(Stored data)
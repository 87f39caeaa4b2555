//! Reachability check for the application under test

use std::time::Duration;
use tracing::{debug, info, warn};

use crate::error::{E2eError, E2eResult};

/// HTTP probe of the application root, run before a browser is launched
pub struct TargetCheck {
    client: reqwest::Client,
    url: String,
}

impl TargetCheck {
    /// Build a check for `<base_url>/`. Redirects are not followed: a
    /// redirect to the login page already proves the app is up.
    pub fn new(base_url: &str, ignore_https_errors: bool) -> E2eResult<Self> {
        let client = reqwest::Client::builder()
            .timeout(Duration::from_secs(5))
            .redirect(reqwest::redirect::Policy::none())
            .danger_accept_invalid_certs(ignore_https_errors)
            .build()?;

        Ok(Self {
            client,
            url: format!("{}/", base_url.trim_end_matches('/')),
        })
    }

    pub fn url(&self) -> &str {
        &self.url
    }

    /// Any HTTP response counts as reachable; connection and TLS failures
    /// do not.
    pub async fn check(&self) -> E2eResult<()> {
        match self.client.get(&self.url).send().await {
            Ok(resp) => {
                let status = resp.status();
                if status.is_server_error() {
                    warn!("{} answered {}", self.url, status);
                } else {
                    debug!("{} answered {}", self.url, status);
                }
                Ok(())
            }
            Err(e) => Err(E2eError::Unreachable {
                url: self.url.clone(),
                reason: e.to_string(),
            }),
        }
    }

    /// Poll until the target answers or `timeout` elapses
    pub async fn wait_until_reachable(&self, timeout: Duration) -> E2eResult<()> {
        let start = std::time::Instant::now();
        let mut attempts = 0;

        loop {
            attempts += 1;
            match self.check().await {
                Ok(()) => return Ok(()),
                Err(e) if start.elapsed() >= timeout => {
                    warn!("Giving up on {} after {} attempt(s)", self.url, attempts);
                    return Err(e);
                }
                Err(_) => {
                    if attempts == 1 {
                        info!("Waiting for {} to answer...", self.url);
                    }
                    tokio::time::sleep(Duration::from_millis(250)).await;
                }
            }
        }
    }
}

#[cfg(test)]
mod tests {
    use super::*;
    use tokio::io::{AsyncReadExt, AsyncWriteExt};
    use tokio::net::TcpListener;

    /// Serve a single canned HTTP response
    async fn one_shot_server(response: &'static str) -> String {
        let listener = TcpListener::bind("127.0.0.1:0").await.unwrap();
        let addr = listener.local_addr().unwrap();
        tokio::spawn(async move {
            if let Ok((mut socket, _)) = listener.accept().await {
                let mut buf = [0u8; 1024];
                let _ = socket.read(&mut buf).await;
                let _ = socket.write_all(response.as_bytes()).await;
                let _ = socket.shutdown().await;
            }
        });
        format!("http://{}", addr)
    }

    #[tokio::test]
    async fn test_redirect_counts_as_reachable() {
        let base = one_shot_server(
            "HTTP/1.1 302 Found\r\nLocation: /login\r\nContent-Length: 0\r\nConnection: close\r\n\r\n",
        )
        .await;
        let check = TargetCheck::new(&base, true).unwrap();
        assert_eq!(check.url(), format!("{}/", base));
        check.check().await.unwrap();
    }

    #[tokio::test]
    async fn test_refused_connection_is_unreachable() {
        let listener = std::net::TcpListener::bind("127.0.0.1:0").unwrap();
        let port = listener.local_addr().unwrap().port();
        drop(listener);

        let check = TargetCheck::new(&format!("http://127.0.0.1:{}", port), true).unwrap();
        let err = check
            .wait_until_reachable(Duration::from_millis(300))
            .await
            .unwrap_err();
        assert!(matches!(err, E2eError::Unreachable { .. }));
    }
}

### Task item:
Give the count of lines in the data above holding the word "await", and nothing beyond it.

### Task response:
11